TASK REQUIREMENTS: Every line of the records below that has the word "Alignment" should be copied.

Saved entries
·····
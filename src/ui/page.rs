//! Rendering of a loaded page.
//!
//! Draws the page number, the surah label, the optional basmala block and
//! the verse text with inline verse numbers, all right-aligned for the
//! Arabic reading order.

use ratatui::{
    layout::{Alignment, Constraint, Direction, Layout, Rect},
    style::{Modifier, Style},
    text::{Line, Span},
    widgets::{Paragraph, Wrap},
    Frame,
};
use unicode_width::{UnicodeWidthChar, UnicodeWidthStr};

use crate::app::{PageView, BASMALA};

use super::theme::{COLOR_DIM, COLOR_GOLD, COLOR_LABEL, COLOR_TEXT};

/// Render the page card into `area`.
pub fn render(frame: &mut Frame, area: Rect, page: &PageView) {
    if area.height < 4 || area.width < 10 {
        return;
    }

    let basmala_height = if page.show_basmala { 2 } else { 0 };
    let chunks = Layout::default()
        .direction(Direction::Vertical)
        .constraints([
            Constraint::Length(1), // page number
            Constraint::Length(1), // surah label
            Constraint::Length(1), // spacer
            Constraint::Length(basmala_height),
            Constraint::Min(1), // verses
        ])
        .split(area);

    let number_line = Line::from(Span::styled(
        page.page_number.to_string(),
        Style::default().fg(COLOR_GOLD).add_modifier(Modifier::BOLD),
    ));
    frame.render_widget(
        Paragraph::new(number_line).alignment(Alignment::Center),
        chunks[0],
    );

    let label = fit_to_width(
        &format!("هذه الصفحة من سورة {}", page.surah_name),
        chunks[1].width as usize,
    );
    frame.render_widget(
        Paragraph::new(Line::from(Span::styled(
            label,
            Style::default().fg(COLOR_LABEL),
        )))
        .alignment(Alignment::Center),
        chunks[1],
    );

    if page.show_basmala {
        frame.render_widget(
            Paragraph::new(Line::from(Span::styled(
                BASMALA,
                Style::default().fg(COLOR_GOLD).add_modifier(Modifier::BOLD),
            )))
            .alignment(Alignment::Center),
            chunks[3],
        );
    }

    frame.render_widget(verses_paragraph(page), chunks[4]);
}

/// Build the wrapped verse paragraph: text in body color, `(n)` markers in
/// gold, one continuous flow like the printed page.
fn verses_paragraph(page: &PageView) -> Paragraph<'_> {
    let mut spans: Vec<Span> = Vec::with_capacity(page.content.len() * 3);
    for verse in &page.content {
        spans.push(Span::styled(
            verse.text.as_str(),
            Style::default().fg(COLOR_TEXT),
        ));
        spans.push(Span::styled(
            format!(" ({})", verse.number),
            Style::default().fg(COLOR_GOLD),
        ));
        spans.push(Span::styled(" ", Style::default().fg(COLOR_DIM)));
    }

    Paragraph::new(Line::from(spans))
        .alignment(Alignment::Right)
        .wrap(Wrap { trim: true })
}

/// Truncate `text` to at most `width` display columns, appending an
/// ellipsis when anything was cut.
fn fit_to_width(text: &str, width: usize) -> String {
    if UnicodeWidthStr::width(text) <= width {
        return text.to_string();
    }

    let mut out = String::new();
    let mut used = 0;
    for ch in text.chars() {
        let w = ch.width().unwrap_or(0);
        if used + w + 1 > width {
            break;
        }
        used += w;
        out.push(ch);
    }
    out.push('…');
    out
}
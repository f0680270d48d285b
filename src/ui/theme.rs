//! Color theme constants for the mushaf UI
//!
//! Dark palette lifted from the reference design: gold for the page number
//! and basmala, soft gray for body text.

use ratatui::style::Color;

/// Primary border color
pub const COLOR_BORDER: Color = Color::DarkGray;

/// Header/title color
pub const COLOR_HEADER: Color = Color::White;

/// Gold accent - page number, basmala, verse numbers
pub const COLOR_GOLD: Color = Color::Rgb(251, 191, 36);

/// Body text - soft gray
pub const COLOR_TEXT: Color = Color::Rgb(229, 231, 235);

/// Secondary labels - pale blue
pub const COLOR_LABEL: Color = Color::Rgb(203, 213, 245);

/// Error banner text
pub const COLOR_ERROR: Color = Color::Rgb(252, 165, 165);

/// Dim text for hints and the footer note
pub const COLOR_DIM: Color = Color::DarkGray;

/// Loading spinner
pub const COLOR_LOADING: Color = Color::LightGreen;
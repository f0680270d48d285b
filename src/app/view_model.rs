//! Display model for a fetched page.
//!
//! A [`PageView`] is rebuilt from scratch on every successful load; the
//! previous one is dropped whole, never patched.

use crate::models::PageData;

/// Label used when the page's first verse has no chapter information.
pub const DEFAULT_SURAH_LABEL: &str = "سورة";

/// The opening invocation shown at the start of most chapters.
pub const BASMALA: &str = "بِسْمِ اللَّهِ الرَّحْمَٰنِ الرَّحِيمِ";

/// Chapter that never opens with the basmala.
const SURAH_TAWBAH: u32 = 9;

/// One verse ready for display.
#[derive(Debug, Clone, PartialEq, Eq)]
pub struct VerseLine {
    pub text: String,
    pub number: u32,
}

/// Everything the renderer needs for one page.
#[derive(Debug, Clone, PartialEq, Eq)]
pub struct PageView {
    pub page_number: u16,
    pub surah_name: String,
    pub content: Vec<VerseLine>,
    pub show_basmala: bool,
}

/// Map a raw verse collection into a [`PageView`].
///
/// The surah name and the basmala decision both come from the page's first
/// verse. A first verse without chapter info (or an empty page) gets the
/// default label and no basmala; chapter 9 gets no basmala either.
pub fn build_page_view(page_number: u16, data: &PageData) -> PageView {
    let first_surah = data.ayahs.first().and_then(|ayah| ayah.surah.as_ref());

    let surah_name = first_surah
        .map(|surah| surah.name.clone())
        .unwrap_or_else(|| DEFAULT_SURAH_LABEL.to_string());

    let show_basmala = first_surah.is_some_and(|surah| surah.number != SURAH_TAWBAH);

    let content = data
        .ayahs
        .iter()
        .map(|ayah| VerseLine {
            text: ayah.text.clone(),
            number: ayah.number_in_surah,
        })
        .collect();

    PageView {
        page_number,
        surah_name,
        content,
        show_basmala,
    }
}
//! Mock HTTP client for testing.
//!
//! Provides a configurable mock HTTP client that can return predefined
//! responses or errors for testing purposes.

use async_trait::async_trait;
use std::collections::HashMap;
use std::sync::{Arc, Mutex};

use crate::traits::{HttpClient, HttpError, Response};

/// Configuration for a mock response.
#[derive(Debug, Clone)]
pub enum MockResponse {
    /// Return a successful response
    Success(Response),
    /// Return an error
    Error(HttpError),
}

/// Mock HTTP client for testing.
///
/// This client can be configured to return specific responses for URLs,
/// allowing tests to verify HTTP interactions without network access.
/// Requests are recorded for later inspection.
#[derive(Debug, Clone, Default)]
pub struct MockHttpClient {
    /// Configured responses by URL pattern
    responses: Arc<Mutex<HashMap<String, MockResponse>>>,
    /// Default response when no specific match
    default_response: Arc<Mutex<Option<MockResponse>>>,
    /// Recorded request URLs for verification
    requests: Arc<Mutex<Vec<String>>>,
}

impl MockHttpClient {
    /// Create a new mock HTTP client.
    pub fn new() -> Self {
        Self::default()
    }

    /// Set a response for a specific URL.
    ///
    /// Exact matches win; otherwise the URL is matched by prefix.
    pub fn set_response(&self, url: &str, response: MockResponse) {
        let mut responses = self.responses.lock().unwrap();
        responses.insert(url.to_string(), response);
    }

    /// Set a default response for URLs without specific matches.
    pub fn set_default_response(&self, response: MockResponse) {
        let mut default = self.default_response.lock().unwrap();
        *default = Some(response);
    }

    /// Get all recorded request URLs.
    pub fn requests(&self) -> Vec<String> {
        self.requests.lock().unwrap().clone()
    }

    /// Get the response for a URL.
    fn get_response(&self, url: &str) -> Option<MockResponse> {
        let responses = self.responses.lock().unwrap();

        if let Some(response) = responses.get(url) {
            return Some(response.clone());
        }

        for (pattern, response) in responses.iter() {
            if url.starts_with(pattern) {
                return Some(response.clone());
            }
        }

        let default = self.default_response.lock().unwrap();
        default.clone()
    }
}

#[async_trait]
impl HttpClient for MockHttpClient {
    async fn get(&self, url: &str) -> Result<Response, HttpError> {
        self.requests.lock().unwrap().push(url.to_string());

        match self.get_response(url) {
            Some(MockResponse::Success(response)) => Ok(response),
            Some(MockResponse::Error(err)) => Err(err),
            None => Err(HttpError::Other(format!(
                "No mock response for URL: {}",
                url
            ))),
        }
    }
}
·····
OUTPUT FOR THIS TASK:
    layout::{Alignment, Constraint, Direction, Layout, Rect},
        Paragraph::new(number_line).alignment(Alignment::Center),
        .alignment(Alignment::Center),
            .alignment(Alignment::Center),
        .alignment(Alignment::Right)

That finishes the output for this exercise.